▸ Exercise aim:
When you reach the line that contains "info!(pages = pages.len(), failed" in the data below, copy it and every line after it exactly, adding nothing.

▸ Records supplied:
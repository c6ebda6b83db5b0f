// SPDX-License-Identifier: PMPL-1.0-or-later
// Copyright (c) 2026 Jonathan D.A. Jewell (hyperpolymath) <jonathan.jewell@open.ac.uk>
//
// PDF reader: open existing PDF documents and extract their text page by page
// using the `lopdf` crate.

use std::fmt::Write as _;
use std::path::Path;

use lopdf::Document;
use tracing::{debug, info, instrument};
use werkbank_core::PageText;
use werkbank_core::error::WerkbankError;

/// Reads text out of existing PDF files.
pub struct PdfReader {
    /// The underlying lopdf document.
    document: Document,
    /// Source path, if opened from a file (useful for diagnostics).
    source_path: Option<String>,
}

impl PdfReader {
    // -- Construction ---------------------------------------------------------

    /// Open a PDF from the filesystem.
    #[instrument(skip_all, fields(path = %path.as_ref().display()))]
    pub fn open(path: impl AsRef<Path>) -> Result<Self, WerkbankError> {
        let path_ref = path.as_ref();
        info!("Opening PDF: {}", path_ref.display());

        if !path_ref.exists() {
            return Err(WerkbankError::NotFound(path_ref.to_path_buf()));
        }

        let document = Document::load(path_ref).map_err(|err| {
            WerkbankError::PdfError(format!("failed to open {}: {}", path_ref.display(), err))
        })?;

        debug!(pages = document.get_pages().len(), "PDF loaded");

        Ok(Self {
            document,
            source_path: Some(path_ref.display().to_string()),
        })
    }

    /// Create a reader from raw PDF bytes already in memory.
    #[instrument(skip_all, fields(bytes_len = data.len()))]
    pub fn from_bytes(data: &[u8]) -> Result<Self, WerkbankError> {
        let document = Document::load_mem(data).map_err(|err| {
            WerkbankError::PdfError(format!("failed to load PDF from memory: {}", err))
        })?;

        debug!(pages = document.get_pages().len(), "PDF loaded from bytes");

        Ok(Self {
            document,
            source_path: None,
        })
    }

    // -- Inspection -----------------------------------------------------------

    /// Number of pages in the document.
    pub fn page_count(&self) -> usize {
        self.document.get_pages().len()
    }

    /// Return the source path if the reader was created via [`PdfReader::open`].
    pub fn source_path(&self) -> Option<&str> {
        self.source_path.as_deref()
    }

    // -- Extraction -----------------------------------------------------------

    /// Extract the text of a single page (1-indexed).
    #[instrument(skip(self), fields(page_number))]
    pub fn page_text(&self, page_number: u32) -> Result<String, WerkbankError> {
        let total = self.page_count();
        if page_number == 0 || page_number as usize > total {
            return Err(WerkbankError::PdfError(format!(
                "page {} out of range (document has {} pages)",
                page_number, total
            )));
        }

        self.document.extract_text(&[page_number]).map_err(|err| {
            WerkbankError::PdfError(format!(
                "failed to extract text from page {}: {}",
                page_number, err
            ))
        })
    }

    /// Extract the text of every page, in page order.
    pub fn pages(&self) -> Result<Vec<PageText>, WerkbankError> {
        match self.pages_until_error() {
            (pages, None) => Ok(pages),
            (_, Some(err)) => Err(err),
        }
    }

    /// Extract pages in order, stopping at the first page that fails.
    ///
    /// The pages read before the failure are returned together with the error.
    #[instrument(skip(self))]
    pub fn pages_until_error(&self) -> (Vec<PageText>, Option<WerkbankError>) {
        let mut numbers: Vec<u32> = self.document.get_pages().keys().copied().collect();
        numbers.sort_unstable();

        let (pages, failure) = collect_until_error(numbers.into_iter().map(|number| {
            self.page_text(number)
                .map(|text| PageText { number, text })
        }));

        info!(pages = pages.len(), failed = failure.is_some(), "Text extracted");
        (pages, failure)
    }
}

fn collect_until_error<T, E>(items: impl IntoIterator<Item = Result<T, E>>) -> (Vec<T>, Option<E>) {
    let mut ok = Vec::new();
    for item in items {
        match item {
            Ok(value) => ok.push(value),
            Err(err) => return (ok, Some(err)),
        }
    }
    (ok, None)
}

/// Render pages as plain text, each preceded by a `--- Page N ---` header.
pub fn render_pages(pages: &[PageText]) -> String {
    let mut out = String::new();
    for page in pages {
        let _ = writeln!(out, "--- Page {} ---", page.number);
        let _ = writeln!(out, "{}", page.text);
    }
    out
}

▸ Exercise response:
        info!(pages = pages.len(), failed = failure.is_some(), "Text extracted");
        (pages, failure)
    }
}

fn collect_until_error<T, E>(items: impl IntoIterator<Item = Result<T, E>>) -> (Vec<T>, Option<E>) {
    let mut ok = Vec::new();
    for item in items {
        match item {
            Ok(value) => ok.push(value),
            Err(err) => return (ok, Some(err)),
        }
    }
    (ok, None)
}

/// Render pages as plain text, each preceded by a `--- Page N ---` header.
pub fn render_pages(pages: &[PageText]) -> String {
    let mut out = String::new();
    for page in pages {
        let _ = writeln!(out, "--- Page {} ---", page.number);
        let _ = writeln!(out, "{}", page.text);
    }
    out
}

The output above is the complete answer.